3. IM may reject the Client Content if IM determines, in its sole discretion, that the Content is unsuitable for distribution. If IM rejects the Client Content, Client is welcome to resubmit alternative Content at any time. All ticker symbols included in any Content for distribution must be for companies that have a direct role or participation in the news being announced. It is not acceptable to include ticker symbols for other companies with which the authoring company may have a current or past relationship, or which does not have a direct role on the news release topic.

4. If separate payment terms have not been agreed upon between IM and Client, payment for any services provided by IM shall be due within 10 business days of the receipt of invoice from IM by Client.

5. Except as stated on IM Web site, no warranty, express or implied, and no promise or representation has been made by IM regarding any Services to be provided by or through IM.

6. IM liability for the failure of any performance, error, omission, interruption, deletion, defect, delay in operation or transmission, communications line failure, theft or destruction or unauthorized access to, alteration of, or use of records, whether for breach of contract, tortuous conduct, acts or omissions, negligence, or under any other claim or cause or action, shall be strictly limited to the amount paid by or on behalf of the Client to IM in connection with the distribution of the Content out of which the claim by Client arises.

7. At IM sole discretion, notices by IM to Clients may be given by means of posting on the IM Web site "" or by email to the Client.

8. All questions regarding IM subscriptions and/or services should be sent by means of email to:

9. This Agreement contains the entire agreement between Client and IM regarding the services provided by IM. This Agreement replaces any and all prior written and oral understandings and writings, and may only be amended upon notice by IM to Client as set forth below or by a further agreement signed by both IM and Client. Unless otherwise explicitly stated, the provisions of this Agreement shall survive its termination.

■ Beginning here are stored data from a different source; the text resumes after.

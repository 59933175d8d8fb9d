use chrono::Utc;
use serde::{Deserialize, Serialize};

use super::hash::{canonical_json, digest};
use super::{GENESIS_PREVIOUS_HASH, GENESIS_PROOF};
use crate::transaction::Transaction;

/// A single block in the ledger holding a batch of transactions.
#[derive(Debug, Clone, PartialEq, Serialize, Deserialize)]
pub struct Block {
    pub index: u64,
    pub timestamp: i64, // Unix timestamp (UTC)
    pub transactions: Vec<Transaction>,
    pub proof: u64, // Proof-of-Work value that sealed this block
    pub previous_hash: String,
    pub hash: String, // Digest of every other field, set once
}

/// Everything that goes into the digest.
#[derive(Serialize)]
struct HashedFields<'a> {
    index: u64,
    timestamp: i64,
    transactions: &'a [Transaction],
    proof: u64,
    previous_hash: &'a str,
}

impl Block {
    /// Create the genesis block (index 1, sentinel previous hash).
    pub fn genesis() -> Self {
        Self::new(
            1,
            Utc::now().timestamp(),
            Vec::new(),
            GENESIS_PROOF,
            GENESIS_PREVIOUS_HASH.to_string(),
        )
    }

    pub fn new(
        index: u64,
        timestamp: i64,
        transactions: Vec<Transaction>,
        proof: u64,
        previous_hash: String,
    ) -> Self {
        let hash = Self::digest_of(index, timestamp, &transactions, proof, &previous_hash);
        Self {
            index,
            timestamp,
            transactions,
            proof,
            previous_hash,
            hash,
        }
    }

    /// Recompute the digest from the current field values. A block whose
    /// `hash` differs from this has been tampered with.
    pub fn compute_hash(&self) -> String {
        Self::digest_of(
            self.index,
            self.timestamp,
            &self.transactions,
            self.proof,
            &self.previous_hash,
        )
    }

    fn digest_of(
        index: u64,
        timestamp: i64,
        transactions: &[Transaction],
        proof: u64,
        previous_hash: &str,
    ) -> String {
        let fields = HashedFields {
            index,
            timestamp,
            transactions,
            proof,
            previous_hash,
        };
        digest(&canonical_json(&fields))
    }
}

10. In the event any third party brings any action, arbitration, or other legal proceeding (collectively, "legal proceeding") against IM or against any third party who displays or distributes the Content with the permission of IM, or against any third party who provides advertising for IM, or against any other third party who otherwise uses the Content with IM permission (collectively hereinafter referred to as "the Indemnitees"), arising from the distribution or display of any Content provided by Client to IM or, from any breach of this Agreement, or, based upon the inaccuracy of any warranty or representation made by Client herein, or, based upon the contention that the Content defames or slanders any third party or, based upon the contention that the Content violates any provision of state or federal law or the intellectual property rights of any third party, Client shall indemnify, defend, and hold the Indemnitees harmless in connection with the claims made in the legal proceeding. Included in Client's obligation to indemnify, defend, and hold the Indemnitees harmless is the obligation to pay all attorneys' fees, expert witness fees, costs, and expenses incurred or to be incurred by the Indemnitees in connection with the defense of the legal proceeding (even if the legal proceeding is without merit).

11. Client hereby grants IM a non-exclusive, royalty-free, sub-licensable, transferable, and assignable license to display, exhibit, transfer, access, use, distribute, share, transmit, sell, rent, market, promote and transmit the Content provided by Client to IM.

12. Any lawsuit filed by either party to enforce or construe any right granted under this Agreement or to assert any claim arising from the services provided by IM to Client shall be filed exclusively in the State of Nevada. Client consents to jurisdiction in the Courts of Nevada. In any such action, the parties agree that the law of the State of Nevada shall apply and shall govern the determination of the action.

13. If IM brings an action to collect any sums due pursuant to this Agreement, the prevailing party shall be entitled to recover his/her/itís reasonable attorneys' fees, expert witness fees, and costs.

14. The terms of this Agreement are subject to change by IM at any time as to future services, and changes shall be effective upon posting of the change at the Web site, "".

15. The parties agree that IM may treat any document sent to IM by facsimile or by electronic mail as if the document were an original delivered to IM by hand delivery.